Officials from the Department for Work and Pensions (DWP) have told MSPs they could not give them assurances on the future of jobcentres across Scotland after it emerged eight sites in Glasgow face the axe.

Neil Couling, the Universal Credit director general in the DWP, conceded that "cards were kept very close to our chest" about the proposals.

The DWP is currently in the process of renegotiating leases for about 1,000 buildings it has across the UK as a 20-year property deal comes to an end, he said, prompting the department to look at the future of some of its sites.

When asked if that meant there could be more closures put forward, the DWP's Scotland work services director Denise Horsfall said all arrangements had not yet been concluded.

Labour's Mark Griffin asked: "You said you are in a process of renegotiating across the whole of the UK, you've completed that in Glasgow and that is why you've been able to bring forward these proposals.

"Are we going to see similar proposals coming forward in Lanarkshire, Falkirk, Lothians and right across Scotland for similar closures?"

Ms Horsfall said: "I'd love to sit here and say I can assure you about the rest of the sites in Scotland, but I can't as of today.

"We will know hopefully by the end of February or March at the latest where we are with every single site across the UK. But I don't know, I can't tell you today."

The proposals outlined for Glasgow will see the Castlemilk and Langside jobcentres move to Newlands jobcentre; Parkhead, Easterhouse and Bridgeton will move to Shettleston jobcentre; Anniesland will move to Partick jobcentre; Maryhill will move to Springburn jobcentre and Cambuslang will move to Rutherglen jobcentre.

The city currently has a total of 16 jobcentres but the plans will reduce that to eight.

Ms Horsfall stressed to MSPs: "The principle is very much about trying to be reasonable about the amount of distance between sites that people have to travel."

Mr Couling had already told Holyrood's Social Security Committee the DWP had signed a 20-year deal for its properties in 1998.

With leases due to end in 2018, he added that the department has been negotiating with "a very large number of landlords".

He said: "That's a very complicated commercial discussion and because of some of the commerciality about that it is very difficult to do in an open forum.

"Our general view of things, 20 years on, is we were paying over the odds for accommodation we are in.
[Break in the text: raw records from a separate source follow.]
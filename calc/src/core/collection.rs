//! Higher-order operations over integer sequences.
//!
//! Every function borrows its input and returns a fresh value; the source
//! slice is never reordered or mutated.

use std::cmp::Ordering;

/// Keep elements with a nonzero remainder modulo 2 (negatives included).
pub fn filter_odd(numbers: &[i64]) -> Vec<i64> {
    filter(numbers, |n| n % 2 != 0)
}

/// Keep elements with a zero remainder modulo 2.
pub fn filter_even(numbers: &[i64]) -> Vec<i64> {
    filter(numbers, |n| n % 2 == 0)
}

/// Keep elements matching `predicate`, preserving relative order.
pub fn filter<P>(numbers: &[i64], mut predicate: P) -> Vec<i64>
where
    P: FnMut(i64) -> bool,
{
    numbers.iter().copied().filter(|&n| predicate(n)).collect()
}

/// Sorted copy, ascending or descending.
pub fn sort(numbers: &[i64], ascending: bool) -> Vec<i64> {
    if ascending {
        sort_by(numbers, |a, b| a.cmp(b))
    } else {
        sort_by(numbers, |a, b| b.cmp(a))
    }
}

/// Sorted copy ordered by `comparator`. Stable: equal elements keep input order.
pub fn sort_by<C>(numbers: &[i64], comparator: C) -> Vec<i64>
where
    C: FnMut(&i64, &i64) -> Ordering,
{
    let mut sorted = numbers.to_vec();
    sorted.sort_by(comparator);
    sorted
}

/// One output per input, in input order.
pub fn map<T, F>(numbers: &[i64], transform: F) -> Vec<T>
where
    F: FnMut(i64) -> T,
{
    numbers.iter().copied().map(transform).collect()
}

/// Strict left fold starting from `initial`.
pub fn reduce<T, F>(numbers: &[i64], initial: T, operation: F) -> T
where
    F: FnMut(T, i64) -> T,
{
    numbers.iter().copied().fold(initial, operation)
}
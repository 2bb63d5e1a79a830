//! Value records consumed by the domain reports.

use serde::{Deserialize, Serialize};

use crate::core::grade::{LetterGrade, letter_grade};

/// Minimum average for a passing student.
pub const PASS_THRESHOLD: f64 = 50.0;

#[derive(Debug, Clone, PartialEq, Serialize, Deserialize)]
pub struct StudentRecord {
    pub name: String,
    #[serde(default)]
    pub grades: Vec<f64>,
}

impl StudentRecord {
    pub fn new(name: impl Into<String>, grades: Vec<f64>) -> Self {
        Self {
            name: name.into(),
            grades,
        }
    }

    /// Arithmetic mean of the grades; `0.0` when there are none.
    pub fn average(&self) -> f64 {
        if self.grades.is_empty() {
            return 0.0;
        }
        self.grades.iter().sum::<f64>() / self.grades.len() as f64
    }

    pub fn passed(&self) -> bool {
        self.average() >= PASS_THRESHOLD
    }

    pub fn letter_grade(&self) -> LetterGrade {
        letter_grade(self.average())
    }
}

#[derive(Debug, Clone, PartialEq, Serialize, Deserialize)]
pub struct ShoppingItem {
    pub name: String,
    pub unit_price: f64,
    pub quantity: u32,
}

impl ShoppingItem {
    pub fn new(name: impl Into<String>, unit_price: f64, quantity: u32) -> Self {
        Self {
            name: name.into(),
            unit_price,
            quantity,
        }
    }

    pub fn total_price(&self) -> f64 {
        self.unit_price * f64::from(self.quantity)
    }
}
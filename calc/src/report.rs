//! Rendering for `calc students` and `calc cart`.

use anyhow::{Context, Result};
use serde::Serialize;

use crate::core::grade::LetterGrade;
use crate::core::records::{ShoppingItem, StudentRecord};
use crate::core::reports::{format_student, passing_students_by_average, summarize_cart};

#[derive(Debug, Clone, Copy, PartialEq, Eq, Default, clap::ValueEnum)]
pub enum OutputFormat {
    /// One human-readable line per entry.
    #[default]
    Text,
    /// Pretty-printed JSON.
    Json,
}

/// JSON shape of a ranked student.
#[derive(Debug, Clone, PartialEq, Serialize)]
pub struct RankedStudent {
    pub rank: usize,
    pub name: String,
    pub average: f64,
    pub letter_grade: LetterGrade,
}

pub fn render_students(students: &[StudentRecord], format: OutputFormat) -> Result<String> {
    let ranked = passing_students_by_average(students);
    match format {
        OutputFormat::Text => Ok(join_lines(ranked.into_iter().map(format_student))),
        OutputFormat::Json => {
            let rows: Vec<RankedStudent> = ranked
                .into_iter()
                .enumerate()
                .map(|(index, student)| RankedStudent {
                    rank: index + 1,
                    name: student.name.clone(),
                    average: student.average(),
                    letter_grade: student.letter_grade(),
                })
                .collect();
            to_json(&rows)
        }
    }
}

pub fn render_cart(items: &[ShoppingItem], format: OutputFormat) -> Result<String> {
    let summary = summarize_cart(items);
    match format {
        OutputFormat::Text => Ok(join_lines([
            format!("total: {:.2}", summary.total),
            format!("expensive: {}", summary.expensive_names.join(", ")),
            format!("cheap: {}", summary.cheap_names.join(", ")),
        ])),
        OutputFormat::Json => to_json(&summary),
    }
}

fn to_json<T: Serialize>(value: &T) -> Result<String> {
    let mut payload = serde_json::to_string_pretty(value).context("serialize json")?;
    payload.push('\n');
    Ok(payload)
}

fn join_lines(lines: impl IntoIterator<Item = String>) -> String {
    lines.into_iter().map(|line| line + "\n").collect()
}
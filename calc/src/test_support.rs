//! Test-only helpers for constructing report inputs.

use crate::core::records::{ShoppingItem, StudentRecord};
use crate::io::config::DemoConfig;

/// Student with the given grades.
pub fn student(name: &str, grades: &[f64]) -> StudentRecord {
    StudentRecord::new(name, grades.to_vec())
}

pub fn item(name: &str, unit_price: f64, quantity: u32) -> ShoppingItem {
    ShoppingItem::new(name, unit_price, quantity)
}

/// The five built-in students (averages 86.8, 80.8, 46.6, 96.0, 70.6).
pub fn sample_students() -> Vec<StudentRecord> {
    DemoConfig::default().students
}

/// The five built-in cart items (totals 2500, 50, 150, 105, 50).
pub fn sample_cart() -> Vec<ShoppingItem> {
    DemoConfig::default().cart
}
We also wanted to take some opportunities to try to co-locate with some local authorities.

"But if the landlords knew what we were doing in location X, they could work out what we were doing in location Y. So, cards were kept very close to our chest for those reasons."

Tory MSP for Glasgow Adam Tomkins told him: "I'm sorry but that excuse doesn't stack up given the well-established procedures we have for dealing with those sorts of questions.

"I understand the concerns about commercial confidentiality but this Parliament has well-established ways in which governments can communicate with parliamentarians under conditions of strict confidence that enable us as elected representatives to understand, in advance, the thinking that government does."

Mr Couling replied: "It's quite a complicated picture to lay out what is going on for everybody in the middle of those negotiations.

"I'm not trying to hide behind the argument that it is very complicated, but it is quite complicated.

"I don't think you should infer a lack of a desire to talk or consult from from that, it is just quite a tricky thing to do."